--- DATA EXTRACTS ---
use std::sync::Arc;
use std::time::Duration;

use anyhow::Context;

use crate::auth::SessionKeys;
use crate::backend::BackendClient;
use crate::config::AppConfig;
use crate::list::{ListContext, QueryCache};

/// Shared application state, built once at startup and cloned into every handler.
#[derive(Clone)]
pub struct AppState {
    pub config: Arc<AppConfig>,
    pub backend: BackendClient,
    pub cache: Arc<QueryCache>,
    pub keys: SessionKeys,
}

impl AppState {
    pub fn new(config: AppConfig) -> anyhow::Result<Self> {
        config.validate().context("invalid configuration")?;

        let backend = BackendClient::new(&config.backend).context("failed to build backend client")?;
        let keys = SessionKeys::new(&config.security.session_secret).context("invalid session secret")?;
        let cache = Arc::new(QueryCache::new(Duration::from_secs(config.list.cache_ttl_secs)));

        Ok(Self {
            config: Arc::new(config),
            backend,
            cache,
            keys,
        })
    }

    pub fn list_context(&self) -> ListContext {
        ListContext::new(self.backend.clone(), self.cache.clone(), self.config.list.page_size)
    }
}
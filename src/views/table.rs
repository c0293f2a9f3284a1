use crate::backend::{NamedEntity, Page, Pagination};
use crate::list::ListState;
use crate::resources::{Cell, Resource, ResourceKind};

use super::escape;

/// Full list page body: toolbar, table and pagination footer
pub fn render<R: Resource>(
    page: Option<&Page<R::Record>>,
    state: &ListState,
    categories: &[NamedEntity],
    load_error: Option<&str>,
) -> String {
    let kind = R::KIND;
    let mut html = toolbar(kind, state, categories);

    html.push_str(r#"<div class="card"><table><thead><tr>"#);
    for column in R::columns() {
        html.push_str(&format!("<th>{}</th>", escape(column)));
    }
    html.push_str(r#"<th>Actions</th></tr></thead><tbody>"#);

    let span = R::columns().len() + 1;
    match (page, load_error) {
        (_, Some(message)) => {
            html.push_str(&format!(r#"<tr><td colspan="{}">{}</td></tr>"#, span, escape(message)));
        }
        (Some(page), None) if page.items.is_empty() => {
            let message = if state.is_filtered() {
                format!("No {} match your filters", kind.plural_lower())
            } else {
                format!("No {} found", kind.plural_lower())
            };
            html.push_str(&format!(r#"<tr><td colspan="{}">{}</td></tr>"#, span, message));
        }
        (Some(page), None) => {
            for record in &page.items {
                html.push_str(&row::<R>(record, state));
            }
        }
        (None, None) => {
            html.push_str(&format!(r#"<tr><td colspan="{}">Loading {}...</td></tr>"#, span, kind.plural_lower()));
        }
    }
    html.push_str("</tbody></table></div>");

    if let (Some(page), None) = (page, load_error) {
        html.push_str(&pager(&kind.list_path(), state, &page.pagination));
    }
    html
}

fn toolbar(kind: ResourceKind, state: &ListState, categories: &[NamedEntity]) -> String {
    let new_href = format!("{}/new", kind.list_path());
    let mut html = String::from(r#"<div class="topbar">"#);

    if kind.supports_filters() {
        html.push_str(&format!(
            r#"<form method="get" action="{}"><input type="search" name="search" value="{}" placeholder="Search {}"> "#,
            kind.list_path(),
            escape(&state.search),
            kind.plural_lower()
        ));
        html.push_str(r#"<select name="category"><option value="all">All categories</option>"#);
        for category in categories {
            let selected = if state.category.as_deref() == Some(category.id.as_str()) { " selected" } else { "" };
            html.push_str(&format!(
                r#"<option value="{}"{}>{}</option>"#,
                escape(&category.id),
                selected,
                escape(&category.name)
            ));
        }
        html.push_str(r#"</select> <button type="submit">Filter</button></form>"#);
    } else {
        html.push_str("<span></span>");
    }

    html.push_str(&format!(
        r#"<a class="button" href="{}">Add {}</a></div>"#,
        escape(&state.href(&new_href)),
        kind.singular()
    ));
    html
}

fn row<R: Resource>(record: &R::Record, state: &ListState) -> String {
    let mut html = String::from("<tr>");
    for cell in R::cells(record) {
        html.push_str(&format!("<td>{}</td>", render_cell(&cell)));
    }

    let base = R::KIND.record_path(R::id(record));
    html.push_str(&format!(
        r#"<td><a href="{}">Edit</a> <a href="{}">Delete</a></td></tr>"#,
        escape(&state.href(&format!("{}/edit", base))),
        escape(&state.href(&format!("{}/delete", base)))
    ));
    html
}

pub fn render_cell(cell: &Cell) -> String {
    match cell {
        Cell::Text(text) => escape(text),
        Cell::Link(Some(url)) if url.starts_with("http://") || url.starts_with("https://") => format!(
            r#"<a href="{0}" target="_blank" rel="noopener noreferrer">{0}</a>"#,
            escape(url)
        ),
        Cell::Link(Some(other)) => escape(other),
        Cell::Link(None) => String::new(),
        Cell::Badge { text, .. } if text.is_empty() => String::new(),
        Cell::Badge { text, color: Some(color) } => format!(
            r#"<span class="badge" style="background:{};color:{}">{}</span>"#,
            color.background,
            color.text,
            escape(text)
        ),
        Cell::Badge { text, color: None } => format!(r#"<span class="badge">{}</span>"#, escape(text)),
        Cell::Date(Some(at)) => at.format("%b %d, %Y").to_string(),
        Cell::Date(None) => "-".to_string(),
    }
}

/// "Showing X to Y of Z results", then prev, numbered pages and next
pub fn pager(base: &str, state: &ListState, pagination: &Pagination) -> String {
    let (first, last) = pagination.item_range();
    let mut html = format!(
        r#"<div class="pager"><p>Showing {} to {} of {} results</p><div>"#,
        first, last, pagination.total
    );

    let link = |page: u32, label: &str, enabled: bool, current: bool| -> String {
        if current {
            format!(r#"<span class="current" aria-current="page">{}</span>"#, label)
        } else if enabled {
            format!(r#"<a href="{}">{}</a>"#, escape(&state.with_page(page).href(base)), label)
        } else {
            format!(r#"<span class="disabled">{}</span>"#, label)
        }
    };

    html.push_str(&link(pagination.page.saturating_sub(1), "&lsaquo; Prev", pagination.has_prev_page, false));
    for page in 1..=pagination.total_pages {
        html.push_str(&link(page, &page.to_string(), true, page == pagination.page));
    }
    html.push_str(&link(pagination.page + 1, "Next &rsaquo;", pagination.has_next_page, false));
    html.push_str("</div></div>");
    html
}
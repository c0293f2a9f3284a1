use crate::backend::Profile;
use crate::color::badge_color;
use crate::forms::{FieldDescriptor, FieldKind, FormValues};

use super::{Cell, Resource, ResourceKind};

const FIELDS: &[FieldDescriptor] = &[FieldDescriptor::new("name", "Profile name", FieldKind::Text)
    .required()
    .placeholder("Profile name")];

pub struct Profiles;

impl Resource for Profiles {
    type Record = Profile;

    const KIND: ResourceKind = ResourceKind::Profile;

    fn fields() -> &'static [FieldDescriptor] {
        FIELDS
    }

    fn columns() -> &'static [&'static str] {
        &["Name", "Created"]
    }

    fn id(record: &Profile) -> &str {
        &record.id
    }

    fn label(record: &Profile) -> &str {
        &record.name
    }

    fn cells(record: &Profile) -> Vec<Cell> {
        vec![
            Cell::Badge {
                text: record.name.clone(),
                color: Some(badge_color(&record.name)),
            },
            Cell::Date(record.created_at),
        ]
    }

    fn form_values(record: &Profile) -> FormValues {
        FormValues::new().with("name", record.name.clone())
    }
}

--- WORK REQUIRED ---
Print the lines above from the one with "#[derive(Clone)]" through the one with "pub fn new(config: AppConfig)", both included, exactly as written and nothing more.

--- OUTPUT FOR THIS TASK ---
#[derive(Clone)]
pub struct AppState {
    pub config: Arc<AppConfig>,
    pub backend: BackendClient,
    pub cache: Arc<QueryCache>,
    pub keys: SessionKeys,
}

impl AppState {
    pub fn new(config: AppConfig) -> anyhow::Result<Self> {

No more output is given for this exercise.